Akhila partage pendant une nuit longue et paisible le compartiment avec 5 autres femmes. Dès le début du voyage, Akhila qui s’est toujours tue, et effacée face à sa famille, va oser poser la question, celle à l’origine de sa présence dans ce train. « Une femme a-t-elle vraiment besoin d’un homme pour être heureuse et épanouie ? ». Cette question libérera la parole dans le compartiment. Tour à tour, ces 5 femmes, d’âges différents vont apporter leur avis sur la question en contant leur vie, les épisodes marquants qui leur ont permis d’avancer ou reculer dans la société indienne. 5 femmes, 5 histoires. Et Akhila, qui va trouver sa réponse en ces femmes. Et ces femmes qui vont trouver malgré elles des réponses à leurs vies.
« Et moi qui croyais être la seule à essayer de définir les contours de mon existence ! Elles ont tout autant besoin que moi de justifier leurs échecs. C’est en explorant la texture de la vie des autres, en cherchant des ressemblances, susceptibles de connecter nos vies entre elles, que nous essayons de nous libérer d’un sentiment de culpabilité à l’égard de ce que nous sommes et de ce que nous sommes devenues. »
Les vies exposées m’ont touchée. Particulièrement, hors Akhila, celle de Margaret, Prabha Devi, et Marikolanthu. Ces femmes vivent un combat quotidien pour exister comme une personne à part entière et ne pas être le prolongement de l’homme avec lequel elles sont mariées ou de ses frères. Parfois, elles ont baissé les bras, d’autres se battent dans l’ombre pour cultiver leur jardin secret, certaines sont apaisée, d’autres sont encore en révolte. Mais toutes ont vécu les mêmes injustices, toutes ont été à un moment réduites à leur condition de femme. Toutes ont entendu des ignominies sous différentes formes. Une femme doit être une bonne épouse. Être une femme, c’est accepter de ne pas choisir, de ne pas avoir d’idée ni sentiment, et de se taire.
Toutes les femmes sont dans ce compartiment sur un pied d’égalité, on ne sait pas grands choses d’elles, pas leur religion, pas leur âge précisément, ni leur classe sociale. Ce qui permet encore plus de se rapprocher d’elles. Toutes sont différentes, toutes ont la soif d’indépendance, mais toutes n’ont pas la même façon de la concevoir. Apprendre à connaître ses femmes a été pour moi source d’inspiration. Je suis admirative de la force qu’elles ont appris à développer.
« Je ne dis pas que les femmes sont faibles. Au contraire, elles sont fortes. Elles peuvent tout faire aussi bien que les hommes. Elles peuvent en faire davantage. Mais c’est en elle qu’une femme doit chercher cette réserve de force. Elle ne se manifeste pas naturellement. »

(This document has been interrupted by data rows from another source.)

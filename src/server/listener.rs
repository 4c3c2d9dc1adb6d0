use tokio::net::TcpListener;
use tracing::info;
use crate::http::connection::Connection;
use crate::config::Config;

/// Binds `cfg.listen_addr` and serves connections until accepting fails.
///
/// Each accepted socket is handled on its own task; the loop never waits
/// for a handler to finish. An accept error ends the loop and is returned.
pub async fn run(cfg: &Config) -> anyhow::Result<()> {
    let listener = TcpListener::bind(&cfg.listen_addr).await?;
    info!("Listening on {}, serving {}", cfg.listen_addr, cfg.root.display());

    serve(listener, cfg).await
}

/// Accept loop over an already bound listener.
pub async fn serve(listener: TcpListener, cfg: &Config) -> anyhow::Result<()> {
    loop {
        let (socket, peer) = listener.accept().await?;
        info!("Accepted connection from {}", peer);

        let root = cfg.root.clone();
        tokio::spawn(async move {
            let mut conn = Connection::new(socket, root);
            if let Err(e) = conn.run().await {
                tracing::error!("Connection error from {}: {:#}", peer, e);
            }
        });
    }
}
//! Transfer rate limiting for file bodies.
//!
//! A requested rate in kilobytes per second is approximated by sending one
//! chunk per sampling period, sized so that `chunk_size / period == rate`.

use std::time::Duration;

/// Chunk size used when no rate is requested.
pub const DEFAULT_CHUNK_SIZE: usize = 1024;

/// Sampling period of the rate limiter, in seconds.
pub const SAMPLE_PERIOD: f64 = 0.1;

/// Upper bound on a single throttled chunk.
pub const MAX_CHUNK_SIZE: usize = 16 * 1024 * 1024;

#[derive(Debug, Clone, Copy, PartialEq, Eq)]
pub struct Throttle {
    /// Bytes read and written per body-pump step
    pub chunk_size: usize,
    /// Pause after each written chunk
    pub delay: Duration,
}

impl Throttle {
    pub fn unthrottled() -> Self {
        Self {
            chunk_size: DEFAULT_CHUNK_SIZE,
            delay: Duration::ZERO,
        }
    }

    /// Derives a throttle from the `rate` query parameter value.
    ///
    /// The value is read leniently: the longest leading decimal number is
    /// used and anything after it is ignored, so `100kb` means 100. Missing,
    /// non-numeric, non-positive or overflowing rates fall back to
    /// [`Throttle::unthrottled`].
    ///
    /// # Example
    ///
    /// ```
    /// # use mediaserve::http::throttle::Throttle;
    /// # use std::time::Duration;
    /// let t = Throttle::from_rate(Some("100"));
    /// assert_eq!(t.chunk_size, 10240);
    /// assert_eq!(t.delay, Duration::from_millis(100));
    /// ```
    pub fn from_rate(rate: Option<&str>) -> Self {
        let Some(rate) = rate.map(parse_leading_f64) else {
            return Self::unthrottled();
        };
        if !rate.is_finite() || rate <= 0.0 {
            return Self::unthrottled();
        }

        let chunk_size = (rate * 1024.0 * SAMPLE_PERIOD) as usize;
        Self {
            chunk_size: chunk_size.clamp(1, MAX_CHUNK_SIZE),
            delay: Duration::from_millis((SAMPLE_PERIOD * 1000.0) as u64),
        }
    }

    pub fn is_throttled(&self) -> bool {
        !self.delay.is_zero()
    }
}

/// Reads the longest decimal floating-point prefix of `s`: optional sign,
/// digits with an optional fraction, then an optional exponent. Leading
/// whitespace is skipped. Yields 0 when no digits are present.
fn parse_leading_f64(s: &str) -> f64 {
    let s = s.trim_start();
    let bytes = s.as_bytes();
    let digits_from = |mut i: usize| {
        while bytes.get(i).is_some_and(u8::is_ascii_digit) {
            i += 1;
        }
        i
    };

    let mut end = match bytes.first() {
        Some(b'+' | b'-') => 1,
        _ => 0,
    };
    let int_end = digits_from(end);
    let mut mantissa_digits = int_end - end;
    end = int_end;

    if bytes.get(end) == Some(&b'.') {
        let frac_end = digits_from(end + 1);
        mantissa_digits += frac_end - end - 1;
        end = frac_end;
    }
    if mantissa_digits == 0 {
        return 0.0;
    }

    if matches!(bytes.get(end), Some(b'e' | b'E')) {
        let mut exp = end + 1;
        if matches!(bytes.get(exp), Some(b'+' | b'-')) {
            exp += 1;
        }
        let exp_end = digits_from(exp);
        if exp_end > exp {
            end = exp_end;
        }
    }

    s[..end].parse().unwrap_or(0.0)
}

impl Default for Throttle {
    fn default() -> Self {
        Self::unthrottled()
    }
}

#[cfg(test)]
mod tests {
    use super::*;

    #[test]
    fn fractional_rate() {
        let t = Throttle::from_rate(Some("2.5"));
        assert_eq!(t.chunk_size, 256);
        assert!(t.is_throttled());
    }

    #[test]
    fn tiny_rate_still_makes_progress() {
        let t = Throttle::from_rate(Some("0.001"));
        assert_eq!(t.chunk_size, 1);
    }

    #[test]
    fn rate_with_trailing_text() {
        let t = Throttle::from_rate(Some("100kb"));
        assert_eq!(t.chunk_size, 10240);
        assert_eq!(t.delay, Duration::from_millis(100));

        assert_eq!(Throttle::from_rate(Some("50x")).chunk_size, 5120);
        assert_eq!(Throttle::from_rate(Some(" 2.5KB/s")).chunk_size, 256);
    }

    #[test]
    fn leading_float_prefix() {
        assert_eq!(parse_leading_f64("100"), 100.0);
        assert_eq!(parse_leading_f64("  100kb"), 100.0);
        assert_eq!(parse_leading_f64("-1.5"), -1.5);
        assert_eq!(parse_leading_f64(".5"), 0.5);
        assert_eq!(parse_leading_f64("5."), 5.0);
        assert_eq!(parse_leading_f64("1e2"), 100.0);
        assert_eq!(parse_leading_f64("1E+2x"), 100.0);
        assert_eq!(parse_leading_f64("3e"), 3.0);
        assert_eq!(parse_leading_f64("3e-"), 3.0);
        assert_eq!(parse_leading_f64("abc"), 0.0);
        assert_eq!(parse_leading_f64("."), 0.0);
        assert_eq!(parse_leading_f64("-"), 0.0);
        assert_eq!(parse_leading_f64(""), 0.0);
    }

    #[test]
    fn rejects_bad_rates() {
        for rate in ["0", "-3", "abc", "", "inf", "NaN", "kb100", "1e999"] {
            assert_eq!(Throttle::from_rate(Some(rate)), Throttle::unthrottled(), "{rate}");
        }
        assert_eq!(Throttle::from_rate(None), Throttle::unthrottled());
    }
}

Aujourd’hui, comme le précise la note en début de livre les choses évoluent dans ce pays. Les compartiments pour dames ont disparu, et les guichets aux gares réservés aux femmes, enfants et handicapés également. Je ne sais pas ce qui en est des mentalités, mais à en juger par celles que l’on retrouve parfois encore aujourd’hui en Europe, je pense que le chemin est encore long mais non impossible comme nous le prouve Akhila.
Je vous conseille de lire ce livre, de l’offrir à toutes les femmes, celles épanouies, celles qui se cherchent et celle qui sont en devenir. Ce livre parle des femmes indiennes, mais les mots sont tellement forts qu’ils peuvent aller bien au-delà des frontières. Les mots d’Anita Nair peuvent toucher chaque femme de ce monde. Par contre, certains passages sont très forts par le fait des sujets évoqués tel que l’avortement ou le viol. Je connaissais la condition des femmes en Inde, mais le lire m’a révolté, et m’a donné l’envie de me battre pour mes droits, pour l’égalité des genres dans le monde.
La fin de ce roman est ouverte. D’habitude, ce genre de fin m’apporte une frustration. J’aime connaître la suite pour les personnages avec lesquels j’ai partagé leur pensés, qui est pour moi la chose la plus intime qu’il puisse y avoir. Cette fois-ci, cette fin m’a procuré une sérénité et un apaisement absolu. Je ne peux que penser à une suite positive pour Akhila et les autres femmes rencontrées pendant son voyage.
Je vous souhaite de trouver votre force et d’« [apprendre] à nager dans le sens du courant de la vie, plutôt que de rester sur la berge ».